**Description of the task**
Reproduce, without any change, the span of lines from the opening of the records below to the line containing "buffering between ticks.", inclusive.

**Source data**

// SPDX-License-Identifier: MPL-2.0
//! Diagnostics collector for aggregating and storing diagnostic events.
//!
//! Handles send through a bounded channel so logging never blocks the UI
//! thread; the collector drains the channel on each tick.

use std::path::Path;

use chrono::{DateTime, Utc};
use crossbeam_channel::{bounded, Receiver, Sender};

use super::export::write_atomic;
use super::{
    BufferCapacity, CircularBuffer, DiagnosticEvent, DiagnosticEventKind, DiagnosticReport,
    SubmissionSource,
};
use crate::application::BatchReport;

/// Channel capacity for event buffering between ticks.
const DEFAULT_CHANNEL_CAPACITY: usize = 100;

/// Handle for sending diagnostic events to the collector.
///
/// Cheap to clone. Events are dropped when the channel is full.
#[derive(Clone, Debug)]
pub struct DiagnosticsHandle {
    event_tx: Sender<DiagnosticEvent>,
}

impl DiagnosticsHandle {
    pub fn log(&self, kind: DiagnosticEventKind) {
        let _ = self.event_tx.try_send(DiagnosticEvent::new(kind));
    }

    pub fn log_submission(&self, source: SubmissionSource, accepted: usize, rejected: usize) {
        self.log(DiagnosticEventKind::FilesSubmitted {
            source,
            accepted,
            rejected,
        });
    }

    pub fn log_search(&self, query_len: usize, matches: usize) {
        self.log(DiagnosticEventKind::SearchApplied { query_len, matches });
    }

    pub fn log_warning(&self, message: impl Into<String>) {
        self.log(DiagnosticEventKind::Warning {
            message: message.into(),
        });
    }

    pub fn log_error(&self, message: impl Into<String>) {
        self.log(DiagnosticEventKind::Error {
            message: message.into(),
        });
    }
}

/// Central collector for diagnostic events.
pub struct DiagnosticsCollector {
    buffer: CircularBuffer<DiagnosticEvent>,
    event_rx: Receiver<DiagnosticEvent>,
    event_tx: Sender<DiagnosticEvent>,
    /// Wall-clock start, for report metadata.
    collection_started_at: DateTime<Utc>,
}

impl DiagnosticsCollector {
    #[must_use]
    pub fn new(capacity: BufferCapacity) -> Self {
        let (event_tx, event_rx) = bounded(DEFAULT_CHANNEL_CAPACITY);
        Self {
            buffer: CircularBuffer::new(capacity),
            event_rx,
            event_tx,
            collection_started_at: Utc::now(),
        }
    }

    #[must_use]
    pub fn handle(&self) -> DiagnosticsHandle {
        DiagnosticsHandle {
            event_tx: self.event_tx.clone(),
        }
    }

    /// Drains the channel into the buffer. Call on each UI tick.
    pub fn process_pending(&mut self) {
        while let Ok(event) = self.event_rx.try_recv() {
            self.buffer.push(event);
        }
    }

    /// Buffers an event directly, after anything already queued.
    ///
    /// Bypasses the channel, so it never drops on a full queue.
    pub fn record(&mut self, kind: DiagnosticEventKind) {
        self.process_pending();
        self.buffer.push(DiagnosticEvent::new(kind));
    }

    /// Records one `AnalyzeFailed` per failed file followed by a `BatchCompleted`.
    pub fn record_batch(&mut self, report: &BatchReport, committed: usize) {
        for (upload, err) in report.failures() {
            self.record(DiagnosticEventKind::AnalyzeFailed {
                file: upload.file_name(),
                error_kind: err.kind().to_string(),
                message: err.to_string(),
            });
        }
        self.record(DiagnosticEventKind::BatchCompleted {
            succeeded: report.succeeded(),
            failed: report.failed(),
            committed,
            duration_ms: u64::try_from(report.elapsed().as_millis()).unwrap_or(u64::MAX),
        });
    }

    #[must_use]
    pub fn len(&self) -> usize {
        self.buffer.len()
    }

    #[must_use]
    pub fn is_empty(&self) -> bool {
        self.buffer.is_empty()
    }

    pub fn iter(&self) -> impl Iterator<Item = &DiagnosticEvent> {
        self.buffer.iter()
    }

    /// Snapshot of the buffered events as a report.
    #[must_use]
    pub fn report(&self) -> DiagnosticReport {
        DiagnosticReport {
            app_version: env!("CARGO_PKG_VERSION").to_string(),
            generated_at: Utc::now(),
            collection_started_at: self.collection_started_at,
            event_count: self.buffer.len(),
            events: self.buffer.iter().cloned().collect(),
        }
    }

    /// Serializes the report as pretty-printed JSON.
    ///
    /// # Errors
    ///
    /// Returns an error if serialization fails.
    pub fn export_json(&self) -> serde_json::Result<String> {
        serde_json::to_string_pretty(&self.report())
    }

    /// Drains pending events and writes the report to `path` atomically.
    ///
    /// # Errors
    ///
    /// Returns [`crate::error::Error`] if serialization or the write fails.
    pub fn export_to_file(&mut self, path: impl AsRef<Path>) -> crate::error::Result<()> {
        self.process_pending();
        let json = self.export_json()?;
        write_atomic(path.as_ref(), &json)?;
        Ok(())
    }
}

#[cfg(test)]
mod tests {
    use super::*;
    use crate::application::port::AnalyzeError;
    use crate::application::FileOutcome;
    use crate::domain::gallery::{ImageAnalysis, ImageRecord};
    use crate::media::ImageUpload;
    use std::path::PathBuf;
    use std::time::Duration;

    fn collector() -> DiagnosticsCollector {
        DiagnosticsCollector::new(BufferCapacity::new(100))
    }

    fn upload(name: &str) -> ImageUpload {
        ImageUpload::from_path(PathBuf::from(format!("/photos/{name}"))).expect("image path")
    }

    #[test]
    fn events_are_buffered_only_after_processing() {
        let mut collector = collector();
        let handle = collector.handle();
        handle.log_warning("first");
        handle.log_search(3, 1);
        assert!(collector.is_empty());

        collector.process_pending();
        assert_eq!(collector.len(), 2);
    }

    #[test]
    fn full_channel_drops_events_without_blocking() {
        let mut collector = collector();
        let handle = collector.handle();
        for i in 0..(DEFAULT_CHANNEL_CAPACITY + 20) {
            handle.log_warning(format!("warning {i}"));
        }
        collector.process_pending();
        assert_eq!(collector.len(), DEFAULT_CHANNEL_CAPACITY);
    }

    #[test]
    fn batch_logs_failures_by_file_name_then_summary() {
        let mut collector = collector();
        let record = ImageRecord::from_analysis(
            PathBuf::from("/photos/cat.png"),
            ImageAnalysis {
                title: "Cat".to_string(),
                prompt: String::new(),
                format: "PNG".to_string(),
                keywords: Vec::new(),
            },
        );
        let report = BatchReport::new(
            vec![
                FileOutcome {
                    upload: upload("cat.png"),
                    result: Ok(record),
                },
                FileOutcome {
                    upload: upload("dog.png"),
                    result: Err(AnalyzeError::Timeout),
                },
            ],
            Duration::from_millis(42),
        );

        collector.record_batch(&report, 0);

        let kinds: Vec<_> = collector.iter().map(|e| e.kind.clone()).collect();
        assert_eq!(
            kinds,
            vec![
                DiagnosticEventKind::AnalyzeFailed {
                    file: "dog.png".to_string(),
                    error_kind: "timeout".to_string(),
                    message: "Request timed out".to_string(),
                },
                DiagnosticEventKind::BatchCompleted {
                    succeeded: 1,
                    failed: 1,
                    committed: 0,
                    duration_ms: 42,
                },
            ]
        );
    }

    #[test]
    fn large_failed_batch_is_recorded_in_full() {
        let mut collector = DiagnosticsCollector::new(BufferCapacity::default());
        let outcomes = (0..150)
            .map(|i| FileOutcome {
                upload: upload(&format!("img{i}.png")),
                result: Err(AnalyzeError::Rejected { status: 500 }),
            })
            .collect();
        let report = BatchReport::new(outcomes, Duration::from_millis(5));

        collector.record_batch(&report, 0);

        let failed = collector
            .iter()
            .filter(|e| matches!(e.kind, DiagnosticEventKind::AnalyzeFailed { .. }))
            .count();
        assert_eq!(failed, 150);
        assert!(matches!(
            collector.iter().last().map(|e| &e.kind),
            Some(DiagnosticEventKind::BatchCompleted { failed: 150, .. })
        ));
    }

    #[test]
    fn recorded_events_follow_queued_ones() {
        let mut collector = collector();
        collector.handle().log_warning("queued");
        collector.record(DiagnosticEventKind::Error {
            message: "direct".to_string(),
        });

        let kinds: Vec<_> = collector.iter().map(|e| e.kind.clone()).collect();
        assert_eq!(
            kinds,
            vec![
                DiagnosticEventKind::Warning {
                    message: "queued".to_string()
                },
                DiagnosticEventKind::Error {
                    message: "direct".to_string()
                },
            ]
        );
    }

    #[test]
    fn export_to_file_writes_valid_json_report() {
        let dir = tempfile::tempdir().expect("temp dir");
        let path = dir.path().join("diagnostics.json");
        let mut collector = collector();
        collector
            .handle()
            .log_submission(SubmissionSource::DragDrop, 2, 1);

        collector.export_to_file(&path).expect("export");

        let content = std::fs::read_to_string(&path).expect("read report");
        let report: DiagnosticReport = serde_json::from_str(&content).expect("valid json");
        assert_eq!(report.event_count, 1);
        assert_eq!(report.app_version, env!("CARGO_PKG_VERSION"));
        assert!(!dir.path().join("diagnostics.json.tmp").exists());
    }
}
// SPDX-License-Identifier: MPL-2.0
//! Application layer - Use cases and orchestration.
//!
//! - [`port`]: Trait definitions (interfaces) for dependency inversion
//! - [`batch`]: Concurrent analysis of one submitted batch and its commit policy
//!
//! # Dependency Rule
//!
//! - Application layer depends on domain layer (uses domain types)
//! - Infrastructure layer implements application layer ports
//! - Presentation layer uses application layer services

pub mod batch;
pub mod port;

pub use batch::{analyze_batch, BatchPolicy, BatchReport, FileOutcome};
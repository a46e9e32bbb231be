// SPDX-License-Identifier: MPL-2.0
//! The gallery screen: drop zone, search bar, error banner and card grid.

mod banner;
mod card;
pub mod component;
mod drop_zone;
pub mod empty_state;
mod search_bar;

pub use component::{BatchError, BatchSummary, Effect, Message, State};

use crate::domain::gallery::ImageRecord;
use crate::i18n::fluent::I18n;
use crate::ui::design_tokens::{palette, sizing, spacing, typography};
use crate::ui::widgets::AnimatedSpinner;
use empty_state::EmptyKind;
use iced::widget::{scrollable, Column, Container, Row, Space, Text};
use iced::{alignment, Element, Length};

/// Contextual data needed to render the gallery screen.
pub struct ViewContext<'a> {
    pub i18n: &'a I18n,
    pub state: &'a State,
    /// Current spinner angle in radians.
    pub spinner_rotation: f32,
}

pub fn view(ctx: ViewContext<'_>) -> Element<'_, Message> {
    let ViewContext {
        i18n,
        state,
        spinner_rotation,
    } = ctx;
    let gallery = state.gallery();
    let loading = state.is_loading();

    let heading = Text::new(i18n.tr("gallery-heading")).size(typography::TITLE_LG);

    let mut content = Column::new()
        .spacing(spacing::MD)
        .push(heading)
        .push(drop_zone::view(i18n, state.is_drag_active()))
        .push(search_bar::view(i18n, state.query(), loading));

    if let Some(error) = state.error() {
        content = content.push(banner::view(i18n, error));
    }

    if loading {
        content = content.push(loading_indicator(i18n, spinner_rotation));
    }

    match EmptyKind::detect(gallery.len(), gallery.filtered_len(), loading) {
        Some(kind) => content = content.push(empty_state::view(i18n, kind)),
        None if gallery.filtered_len() > 0 => {
            content = content
                .push(
                    Text::new(i18n.tr_with_args(
                        "gallery-count",
                        &[
                            ("shown", &gallery.filtered_len().to_string()),
                            ("total", &gallery.len().to_string()),
                        ],
                    ))
                    .size(typography::CAPTION)
                    .color(palette::GRAY_400),
                )
                .push(grid(
                    i18n,
                    gallery.filtered(),
                    state.columns().value(),
                    state,
                ));
        }
        None => {}
    }

    let page = Container::new(content.max_width(sizing::MAX_CONTENT_WIDTH))
        .width(Length::Fill)
        .padding(spacing::LG)
        .align_x(alignment::Horizontal::Center);

    scrollable(page).height(Length::Fill).into()
}

fn loading_indicator(i18n: &I18n, rotation: f32) -> Element<'_, Message> {
    Row::new()
        .spacing(spacing::SM)
        .align_y(alignment::Vertical::Center)
        .push(AnimatedSpinner::new(palette::PRIMARY_500, rotation).into_element())
        .push(Text::new(i18n.tr("loading-label")).size(typography::BODY))
        .into()
}

/// Lays cards out in rows of `columns`, padding the last row so every card
/// keeps the same width.
fn grid<'a>(
    i18n: &I18n,
    records: impl Iterator<Item = &'a ImageRecord>,
    columns: usize,
    state: &State,
) -> Element<'a, Message> {
    let records: Vec<&ImageRecord> = records.collect();
    let preview = state.keyword_preview();

    let rows = records.chunks(columns.max(1)).map(|chunk| {
        let mut row = Row::new().spacing(spacing::MD);
        for record in chunk {
            row = row.push(card::view(i18n, record, preview));
        }
        for _ in chunk.len()..columns {
            row = row.push(Space::new().width(Length::Fill));
        }
        row.into()
    });

    Column::with_children(rows).spacing(spacing::MD).into()
}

**Answer box**
// SPDX-License-Identifier: MPL-2.0
//! Diagnostics collector for aggregating and storing diagnostic events.
//!
//! Handles send through a bounded channel so logging never blocks the UI
//! thread; the collector drains the channel on each tick.

use std::path::Path;

use chrono::{DateTime, Utc};
use crossbeam_channel::{bounded, Receiver, Sender};

use super::export::write_atomic;
use super::{
    BufferCapacity, CircularBuffer, DiagnosticEvent, DiagnosticEventKind, DiagnosticReport,
    SubmissionSource,
};
use crate::application::BatchReport;

/// Channel capacity for event buffering between ticks.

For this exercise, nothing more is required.